Provencal, Vernon L. 2015. Sophist kings: Persians as other in Herodotus. Bloomsbury Academic.
Sophist Kings: Persians as Other sets forth a reading of Herodotus’ Histories that highlights the consistency with which the Persians are depicted as sophists and Persian culture is infused with a sophistic ideology.
The Persians as the Greek ‘other’ have a crucial role throughout Herodotus’ Histories, but their characterisation is far divorced from historical reality. Instead, from their first appearance at the beginning of the Histories, Herodotus presents the Persians as adept in the argumentation of Greek sophists active in mid-5th century Athens. Moreover, Herodotus’ construct of the Sophist King, in whom political reason serves human ambition, is used to explain the Achaemenid model of kingship whose rule is grounded in a theological knowledge of cosmic order and of divine justice as the political good.
This original and in-depth study explores how the ideology which Herodotus ascribes to the Persians comes directly from fifth-century sophists whose arguments served to justify Athenian imperialism. The volume connects the ideological conflict between panhellenism and imperialism in Herodotus’ contemporary Greece to his representation of the past conflict between Greek freedom and Persian imperialism. Detecting a universal paradigm, Sophist Kings argues that Herodotus was suggesting the Athenians should regard their own empire as a betrayal of the common cause by which they led the Greeks to victory in the Persian wars.
About the author: Vernon L. Provencal is Professor of Classics at Acadia University, Canada.
Gabbay, Uri & Shai Secunda (eds.). 2015. Encounters by the rivers of Babylon: Scholarly conversations between Jews, Iranians and Babylonians in antiquity (Texts and Studies in Ancient Judaism 160). Tübingen: Mohr Siebeck.
This volume presents a group of articles that deal with connections between ancient Babylonian, Iranian and Jewish communities in Mesopotamia under Neo-Babylonian, Achaemenid, and Sasanian rule. The studies, written by leading scholars in the fields of Assyriology, Iranian studies and Jewish studies, examine various modes of cultural connections between these societies, such as historical, social, legal, and exegetical intersections. The various Mesopotamian connections, often neglected in the study of ancient Judaism, are the focus of this truly interdisciplinary collection.
Callieri, Pierfrancesco. 2014. Architecture et représentations dans l’Iran sassanide (Cahiers de Studia Iranica 50). Peeters.

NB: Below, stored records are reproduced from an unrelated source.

//! Per-item, per-actor summary rows: the tables every output is built from.

use chrono::{DateTime, Utc};
use log::debug;
use serde::{Deserialize, Serialize};
use std::collections::{HashMap, HashSet};

use crate::classify::{classify, PathPolicy, PrType};
use crate::config::SelfInteraction;
use crate::filters::{is_bot, is_low_signal_comment, ActorFilter, TimeWindow};
use crate::text::{clean_description, word_count};
use crate::types::{ChangedFile, Comment, Issue, PullRequest, Repository};

const DATE_FORMAT: &str = "%Y-%m-%d";

fn date(t: DateTime<Utc>) -> String {
    t.format(DATE_FORMAT).to_string()
}

#[derive(Debug, Clone, PartialEq, Serialize, Deserialize)]
#[serde(rename_all = "PascalCase")]
pub struct PrSummary {
    #[serde(rename = "URL")]
    pub url: String,
    pub date: String,
    pub user: String,
    pub project: String,
    #[serde(rename = "Type")]
    pub pr_type: PrType,
    pub title: String,
    pub delta: u64,
    pub added: u64,
    pub deleted: u64,
    pub files_total: u64,
    /// Newline separated.
    pub files: String,
    pub description: String,
}

#[derive(Debug, Clone, PartialEq, Serialize, Deserialize)]
#[serde(rename_all = "PascalCase")]
pub struct ReviewSummary {
    #[serde(rename = "URL")]
    pub url: String,
    pub date: String,
    pub project: String,
    pub reviewer: String,
    #[serde(rename = "PRAuthor")]
    pub pr_author: String,
    #[serde(rename = "PRComments")]
    pub pr_comments: u64,
    pub review_comments: u64,
    pub words: u64,
    pub title: String,
}

#[derive(Debug, Clone, PartialEq, Serialize, Deserialize)]
#[serde(rename_all = "PascalCase")]
pub struct IssueSummary {
    #[serde(rename = "URL")]
    pub url: String,
    pub date: String,
    pub author: String,
    pub closer: String,
    pub project: String,
    pub title: String,
}

#[derive(Debug, Clone, PartialEq, Serialize, Deserialize)]
#[serde(rename_all = "PascalCase")]
pub struct CommentSummary {
    #[serde(rename = "URL")]
    pub url: String,
    pub date: String,
    pub project: String,
    pub commenter: String,
    pub issue_author: String,
    pub issue_state: String,
    pub comments: u64,
    pub words: u64,
    pub title: String,
}

/// The four tables produced by one ingestion run.
#[derive(Debug, Clone, Default, PartialEq, Serialize, Deserialize)]
pub struct ActivityBundle {
    pub prs: Vec<PrSummary>,
    pub reviews: Vec<ReviewSummary>,
    pub issues: Vec<IssueSummary>,
    pub comments: Vec<CommentSummary>,
}

/// Keeps the first row for every key.
pub fn dedup_by<T, K, F>(rows: Vec<T>, mut key: F) -> Vec<T>
where
    K: Eq + std::hash::Hash,
    F: FnMut(&T) -> K,
{
    let mut seen = HashSet::new();
    rows.into_iter()
        .filter(|row| {
            let fresh = seen.insert(key(row));
            if !fresh {
                debug!("skipping duplicate row");
            }
            fresh
        })
        .collect()
}

/// One row per merged pull request inside the window; duplicates by URL dropped.
pub fn pull_summaries(
    prs: Vec<(PullRequest, Vec<ChangedFile>)>,
    window: &TimeWindow,
    paths: &PathPolicy,
) -> Vec<PrSummary> {
    let mut seen = HashSet::new();
    let mut rows = Vec::new();

    for (pr, files) in prs {
        if !seen.insert(pr.html_url.clone()) {
            debug!("skipping seen pull request: {}", pr.html_url);
            continue;
        }

        let Some(completed) = pr.completed_at() else {
            debug!("skipping {}: never closed", pr.html_url);
            continue;
        };
        if !window.contains(completed) {
            debug!("skipping {}: closed at {}, outside window", pr.html_url, completed);
            continue;
        }

        let added: u64 = files.iter().map(|f| paths.credited_additions(f)).sum();
        let deleted: u64 = files.iter().map(|f| f.deletions).sum();
        let names: Vec<&str> = files.iter().map(|f| f.filename.as_str()).collect();

        rows.push(PrSummary {
            url: pr.html_url.clone(),
            date: date(completed),
            user: pr.author().to_string(),
            project: project_of(&pr.html_url),
            pr_type: classify(names.iter().copied()),
            title: pr.title().to_string(),
            delta: added + deleted,
            added,
            deleted,
            files_total: pr.changed_files.unwrap_or(files.len() as u64),
            files: names.join("\n"),
            description: clean_description(pr.body.as_deref().unwrap_or("")),
        });
    }

    rows
}

fn project_of(html_url: &str) -> String {
    Repository::parse(html_url.split("/pull/").next().unwrap_or(""))
        .or_else(|_| Repository::parse(html_url.split("/issues/").next().unwrap_or("")))
        .map(|r| r.name)
        .unwrap_or_default()
}

/// Rules shared by review and issue comment grouping.
#[derive(Debug, Clone)]
pub struct CommentRules<'a> {
    pub window: &'a TimeWindow,
    pub actors: &'a ActorFilter,
    pub self_interaction: SelfInteraction,
}

impl CommentRules<'_> {
    fn counts(&self, comment: &Comment, item_author: &str) -> bool {
        if !self.window.contains(comment.created_at) {
            return false;
        }
        if comment.user.as_ref().map_or(false, is_bot) {
            return false;
        }
        if !self.actors.matches(comment.author()) {
            return false;
        }
        if self.self_interaction == SelfInteraction::Exclude && comment.author() == item_author {
            return false;
        }
        if is_low_signal_comment(comment.body()) {
            debug!("ignoring tag comment: {:?}", comment.body());
            return false;
        }
        true
    }
}

/// Groups a merged pull request's comments into one row per reviewer.
pub fn review_summaries(
    pr: &PullRequest,
    project: &str,
    review_comments: &[Comment],
    issue_comments: &[Comment],
    rules: &CommentRules<'_>,
) -> Vec<ReviewSummary> {
    let mut order: Vec<String> = Vec::new();
    let mut by_reviewer: HashMap<String, ReviewSummary> = HashMap::new();

    let tagged = review_comments
        .iter()
        .map(|c| (c, true))
        .chain(issue_comments.iter().map(|c| (c, false)));

    for (comment, is_review) in tagged {
        if !rules.counts(comment, pr.author()) {
            continue;
        }

        let reviewer = comment.author().to_string();
        let row = by_reviewer.entry(reviewer.clone()).or_insert_with(|| {
            order.push(reviewer.clone());
            ReviewSummary {
                url: pr.html_url.clone(),
                date: String::new(),
                project: project.to_string(),
                reviewer: reviewer.clone(),
                pr_author: pr.author().to_string(),
                pr_comments: 0,
                review_comments: 0,
                words: 0,
                title: pr.title().to_string(),
            }
        });

        if is_review {
            row.review_comments += 1;
        } else {
            row.pr_comments += 1;
        }
        row.words += word_count(comment.body()) as u64;
        let day = date(comment.created_at);
        if day > row.date {
            row.date = day;
        }
    }

    order
        .into_iter()
        .filter_map(|r| by_reviewer.remove(&r))
        .collect()
}

/// Groups an issue's comments into one row per commenter.
pub fn comment_summaries(
    issue: &Issue,
    project: &str,
    comments: &[Comment],
    rules: &CommentRules<'_>,
) -> Vec<CommentSummary> {
    let mut order: Vec<String> = Vec::new();
    let mut by_commenter: HashMap<String, CommentSummary> = HashMap::new();

    for comment in comments {
        if !rules.counts(comment, issue.author()) {
            continue;
        }

        let commenter = comment.author().to_string();
        let row = by_commenter.entry(commenter.clone()).or_insert_with(|| {
            order.push(commenter.clone());
            CommentSummary {
                url: issue.html_url.clone(),
                date: String::new(),
                project: project.to_string(),
                commenter: commenter.clone(),
                issue_author: issue.author().to_string(),
                issue_state: issue.state.clone(),
                comments: 0,
                words: 0,
                title: issue.title().to_string(),
            }
        });

        row.comments += 1;
        row.words += word_count(comment.body()) as u64;
        let day = date(comment.created_at);
        if day > row.date {
            row.date = day;
        }
    }

    order
        .into_iter()
        .filter_map(|c| by_commenter.remove(&c))
        .collect()
}

pub fn issue_summary(issue: &Issue, project: &str) -> IssueSummary {
    IssueSummary {
        url: issue.html_url.clone(),
        date: date(issue.cache_bucket()),
        author: issue.author().to_string(),
        closer: issue.closer().to_string(),
        project: project.to_string(),
        title: issue.title().to_string(),
    }
}

#[cfg(test)]
mod tests {
    use super::*;
    use crate::config::FilterConfig;
    use crate::types::GitHubUser;
    use chrono::TimeZone;
    use pretty_assertions::assert_eq;

    fn at(day: u32) -> DateTime<Utc> {
        Utc.with_ymd_and_hms(2021, 3, day, 12, 0, 0).unwrap()
    }

    fn window() -> TimeWindow {
        TimeWindow::new(at(2), at(28)).unwrap()
    }

    fn pr(number: u64, author: &str) -> PullRequest {
        PullRequest {
            number,
            state: "closed".to_string(),
            title: Some(format!("PR {}", number)),
            body: Some("<!-- template -->Does a thing".to_string()),
            html_url: format!("https://github.com/google/pullsheet/pull/{}", number),
            user: Some(GitHubUser::new(author)),
            created_at: at(2),
            updated_at: at(6),
            closed_at: Some(at(5)),
            merged_at: Some(at(5)),
            merged: Some(true),
            merge_commit_sha: Some("abc".to_string()),
            changed_files: None,
            additions: None,
            deletions: None,
            base: None,
        }
    }

    fn file(name: &str, additions: u64, deletions: u64) -> ChangedFile {
        ChangedFile {
            filename: name.to_string(),
            status: "modified".to_string(),
            additions,
            deletions,
            changes: additions + deletions,
        }
    }

    fn comment(id: u64, author: &str, body: &str, day: u32) -> Comment {
        Comment {
            id,
            user: Some(GitHubUser::new(author)),
            body: Some(body.to_string()),
            created_at: at(day),
            html_url: String::new(),
        }
    }

    #[test]
    fn test_pull_summaries_dedup_and_totals() {
        let paths = PathPolicy::new(&FilterConfig::default()).unwrap();
        let files = vec![
            file("cmd/root.go", 20, 5),
            file("CHANGELOG.md", 300, 0),
        ];
        let rows = pull_summaries(
            vec![(pr(1, "alice"), files.clone()), (pr(1, "alice"), files)],
            &window(),
            &paths,
        );

        assert_eq!(rows.len(), 1);
        let row = &rows[0];
        assert_eq!(row.added, 30);
        assert_eq!(row.deleted, 5);
        assert_eq!(row.delta, 35);
        assert_eq!(row.files_total, 2);
        assert_eq!(row.pr_type, PrType::Backend);
        assert_eq!(row.project, "pullsheet");
        assert_eq!(row.date, "2021-03-05");
        assert_eq!(row.description, "Does a thing");
        assert_eq!(row.files, "cmd/root.go\nCHANGELOG.md");
    }

    #[test]
    fn test_pull_summaries_window() {
        let paths = PathPolicy::new(&FilterConfig::default()).unwrap();
        let mut late = pr(2, "bob");
        late.merged_at = Some(Utc.with_ymd_and_hms(2021, 4, 2, 0, 0, 0).unwrap());
        let rows = pull_summaries(vec![(late, vec![])], &window(), &paths);
        assert!(rows.is_empty());
    }

    #[test]
    fn test_review_grouping_by_item_and_actor() {
        let actors = ActorFilter::default();
        let w = window();
        let rules = CommentRules {
            window: &w,
            actors: &actors,
            self_interaction: SelfInteraction::Exclude,
        };
        let review = vec![
            comment(1, "bob", "Please rename this variable", 6),
            comment(2, "bob", "nit: typo", 7),
            comment(3, "alice", "Done, thanks", 8),
        ];
        let conversation = vec![
            comment(4, "carol", "Looks good to me", 9),
            comment(5, "bob", "/lgtm", 9),
            comment(6, "k8s-ci-robot", "All tests passed", 9),
            comment(7, "carol", "ancient history", 1),
        ];

        let rows = review_summaries(&pr(1, "alice"), "pullsheet", &review, &conversation, &rules);

        assert_eq!(rows.len(), 2);
        let bob = rows.iter().find(|r| r.reviewer == "bob").unwrap();
        assert_eq!(bob.review_comments, 2);
        assert_eq!(bob.pr_comments, 0);
        assert_eq!(bob.words, 6);
        assert_eq!(bob.date, "2021-03-07");
        assert_eq!(bob.pr_author, "alice");

        let carol = rows.iter().find(|r| r.reviewer == "carol").unwrap();
        assert_eq!(carol.pr_comments, 1);
        assert_eq!(carol.review_comments, 0);
    }

    #[test]
    fn test_self_interaction_included_when_configured() {
        let actors = ActorFilter::default();
        let w = window();
        let rules = CommentRules {
            window: &w,
            actors: &actors,
            self_interaction: SelfInteraction::Include,
        };
        let review = vec![comment(3, "alice", "Done, thanks", 8)];
        let rows = review_summaries(&pr(1, "alice"), "pullsheet", &review, &[], &rules);
        assert_eq!(rows.len(), 1);
        assert_eq!(rows[0].reviewer, "alice");
    }

    #[test]
    fn test_comment_summaries_actor_filter() {
        let actors = ActorFilter::new(["Dave"]);
        let w = window();
        let rules = CommentRules {
            window: &w,
            actors: &actors,
            self_interaction: SelfInteraction::Exclude,
        };
        let issue = Issue {
            number: 9,
            state: "open".to_string(),
            title: Some(" Crash on start ".to_string()),
            body: None,
            html_url: "https://github.com/google/pullsheet/issues/9".to_string(),
            user: Some(GitHubUser::new("erin")),
            closed_by: None,
            created_at: at(2),
            updated_at: at(10),
            closed_at: None,
            pull_request: None,
        };
        let comments = vec![
            comment(1, "dave", "Can you share the logs?", 3),
            comment(2, "erin", "Here they are", 4),
            comment(3, "dave", "Fixed in the next release", 5),
        ];

        let rows = comment_summaries(&issue, "pullsheet", &comments, &rules);
        assert_eq!(rows.len(), 1);
        assert_eq!(rows[0].commenter, "dave");
        assert_eq!(rows[0].comments, 2);
        assert_eq!(rows[0].words, 10);
        assert_eq!(rows[0].title, "Crash on start");
        assert_eq!(rows[0].issue_state, "open");
    }

    #[test]
    fn test_dedup_by_keeps_first() {
        let rows = vec![("a", 1), ("b", 2), ("a", 3)];
        assert_eq!(dedup_by(rows, |r| r.0), vec![("a", 1), ("b", 2)]);
    }
}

This volume contains the text of the five “Ehsan and Latifeh Yarshater Distinguished Lectures on Iranian Studies”, organized by the Unité Mixte de Recherche 7528 “Mondes iranien et indien”, and delivered in 2014 at the College de France in Paris. The aim of this book is to take stock of the architectural and figurative culture of Sasanian Iran on the basis of a new comprehensive evaluation of the varied range of architectural and artistic evidence known to us, and in the light of the recent discoveries published in Iran over the last few years. Without any pretence of being exhaustive, the idea is to bring more light to bear on the utilisation of built-up areas, forms of expression and visual communication, and the mechanisms involved in artisanal production. Two chapters are dedicated to the architecture, a field in which we are far from having arrived at a general consensus, while another chapter deals with a category of artistic production closely linked to the architecture, namely stucco work. The other two chapters look into the technical-stylistic aspects of types of production so far studied mainly from the iconographic point of view: the rock reliefs and the seals.

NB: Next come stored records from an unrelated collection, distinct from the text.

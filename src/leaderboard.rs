//! Per-contributor rankings computed from the summary tables.

use serde::Serialize;
use std::collections::HashMap;

use crate::filters::is_bot_login;
use crate::summary::{ActivityBundle, CommentSummary, IssueSummary, PrSummary, ReviewSummary};

#[derive(Debug, Clone, PartialEq, Eq, Serialize)]
pub struct LeaderboardEntry {
    pub name: String,
    pub count: u64,
}

#[derive(Debug, Clone, Serialize)]
pub struct Chart {
    pub id: &'static str,
    pub title: &'static str,
    /// What a bar counts, e.g. "Merged PRs".
    pub metric: &'static str,
    pub items: Vec<LeaderboardEntry>,
}

#[derive(Debug, Clone, Serialize)]
pub struct Category {
    pub title: &'static str,
    pub charts: Vec<Chart>,
}

/// Sorts totals descending, breaking ties by name, and keeps the first `top_n`.
pub fn rank(totals: HashMap<String, u64>, top_n: usize) -> Vec<LeaderboardEntry> {
    let mut entries: Vec<LeaderboardEntry> = totals
        .into_iter()
        .map(|(name, count)| LeaderboardEntry { name, count })
        .collect();
    entries.sort_by(|a, b| b.count.cmp(&a.count).then_with(|| a.name.cmp(&b.name)));
    entries.truncate(top_n);
    entries
}

fn tally<'a, T: 'a>(
    rows: impl IntoIterator<Item = &'a T>,
    mut each: impl FnMut(&'a T) -> Option<(&'a str, u64)>,
) -> HashMap<String, u64> {
    let mut totals = HashMap::new();
    for (name, value) in rows.into_iter().filter_map(&mut each) {
        if name.is_empty() {
            continue;
        }
        *totals.entry(name.to_string()).or_insert(0) += value;
    }
    totals
}

fn not_self_review(r: &ReviewSummary) -> bool {
    r.reviewer != r.pr_author
}

pub fn merges(prs: &[PrSummary], top_n: usize) -> Vec<LeaderboardEntry> {
    rank(tally(prs, |p| Some((p.user.as_str(), 1))), top_n)
}

pub fn line_delta(prs: &[PrSummary], top_n: usize) -> Vec<LeaderboardEntry> {
    rank(tally(prs, |p| Some((p.user.as_str(), p.delta))), top_n)
}

pub fn lines_deleted(prs: &[PrSummary], top_n: usize) -> Vec<LeaderboardEntry> {
    rank(tally(prs, |p| Some((p.user.as_str(), p.deleted))), top_n)
}

/// Mean of added lines per merged PR, rounded down.
pub fn average_pr_size(prs: &[PrSummary], top_n: usize) -> Vec<LeaderboardEntry> {
    let mut sizes: HashMap<String, (u64, u64)> = HashMap::new();
    for p in prs {
        let entry = sizes.entry(p.user.clone()).or_insert((0, 0));
        entry.0 += p.added;
        entry.1 += 1;
    }
    let averages = sizes
        .into_iter()
        .map(|(name, (added, count))| (name, added / count))
        .collect();
    rank(averages, top_n)
}

/// Number of PRs reviewed.
pub fn reviews(rows: &[ReviewSummary], top_n: usize) -> Vec<LeaderboardEntry> {
    rank(
        tally(rows, |r| not_self_review(r).then(|| (r.reviewer.as_str(), 1))),
        top_n,
    )
}

pub fn review_words(rows: &[ReviewSummary], top_n: usize) -> Vec<LeaderboardEntry> {
    rank(
        tally(rows, |r| not_self_review(r).then(|| (r.reviewer.as_str(), r.words))),
        top_n,
    )
}

pub fn review_comments(rows: &[ReviewSummary], top_n: usize) -> Vec<LeaderboardEntry> {
    rank(
        tally(rows, |r| {
            not_self_review(r).then(|| (r.reviewer.as_str(), r.review_comments + r.pr_comments))
        }),
        top_n,
    )
}

pub fn comments(rows: &[CommentSummary], top_n: usize) -> Vec<LeaderboardEntry> {
    rank(tally(rows, |c| Some((c.commenter.as_str(), c.comments))), top_n)
}

pub fn comment_words(rows: &[CommentSummary], top_n: usize) -> Vec<LeaderboardEntry> {
    rank(
        tally(rows, |c| {
            (c.commenter != c.issue_author).then(|| (c.commenter.as_str(), c.words))
        }),
        top_n,
    )
}

/// Issues closed by someone other than their author, bots excluded.
pub fn issue_closers(rows: &[IssueSummary], top_n: usize) -> Vec<LeaderboardEntry> {
    rank(
        tally(rows, |i| {
            (i.closer != i.author && !is_bot_login(&i.closer)).then(|| (i.closer.as_str(), 1))
        }),
        top_n,
    )
}

/// Every chart of the HTML leaderboard, grouped the way it is displayed.
pub fn categories(bundle: &ActivityBundle, top_n: usize) -> Vec<Category> {
    vec![
        Category {
            title: "Reviewers",
            charts: vec![
                Chart {
                    id: "reviewCounts",
                    title: "Most Influential",
                    metric: "Reviews",
                    items: reviews(&bundle.reviews, top_n),
                },
                Chart {
                    id: "reviewWords",
                    title: "Most Helpful",
                    metric: "Review Words",
                    items: review_words(&bundle.reviews, top_n),
                },
                Chart {
                    id: "reviewComments",
                    title: "Most Demanding",
                    metric: "Review Comments",
                    items: review_comments(&bundle.reviews, top_n),
                },
            ],
        },
        Category {
            title: "Pull Requests",
            charts: vec![
                Chart {
                    id: "prCounts",
                    title: "Most Active",
                    metric: "Merged PRs",
                    items: merges(&bundle.prs, top_n),
                },
                Chart {
                    id: "prDeltas",
                    title: "Big Movers",
                    metric: "Lines Changed",
                    items: line_delta(&bundle.prs, top_n),
                },
                Chart {
                    id: "prSize",
                    title: "Most difficult to review",
                    metric: "Average PR size (added lines)",
                    items: average_pr_size(&bundle.prs, top_n),
                },
                Chart {
                    id: "prDeleted",
                    title: "Clean-up",
                    metric: "Lines Deleted",
                    items: lines_deleted(&bundle.prs, top_n),
                },
            ],
        },
        Category {
            title: "Issues",
            charts: vec![
                Chart {
                    id: "commentWords",
                    title: "Most Helpful",
                    metric: "Comment Words",
                    items: comment_words(&bundle.comments, top_n),
                },
                Chart {
                    id: "commentCounts",
                    title: "Most Active",
                    metric: "Comments",
                    items: comments(&bundle.comments, top_n),
                },
                Chart {
                    id: "issueCloser",
                    title: "Closers",
                    metric: "Issues closed",
                    items: issue_closers(&bundle.issues, top_n),
                },
            ],
        },
    ]
}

Rante, Rocco (ed.). 2015. Greater Khorasan: History, Geography, Archaeology and Material Culture (Studies in the History and Culture of the Middle East 29). Walter de Gruyter.
The modern sense of “Greater Khorasan” today corresponds to a territory which not only comprises the region in the east of Iran but also, beyond Iranian frontiers, a part of Afghanistan and Turkmenistan. In the past this entity was simply defined as Khorasan. In the Sassanid era Khorasan defined the “Eastern lands”. In the Islamic era this term was again taken up in the same sense it previously enjoyed. The Arab sources of the first centuries all mention the eastern regions under the same toponym, Khorasan. Khorasan was the gateway used by Alexander the Great to go into Bactria and India and, inversely, that through which the Seljuks and Mongols entered Iran. In a diachronic context Khorasan was a transit zone, a passage, a crossroads, which, above all in the medieval period, saw the creation of different commercial routes leading to the north, towards India, to the west and into China. In this framework, archaeological researches will be the guiding principle which will help us to take stock of a material culture which, as its history, is very diversified. They also offer valuable elements on commercial links between the principal towns of Khorasan. This book will provide the opportunity to better know the most recent elements of the principal constitutive sites of this geographical and political entity.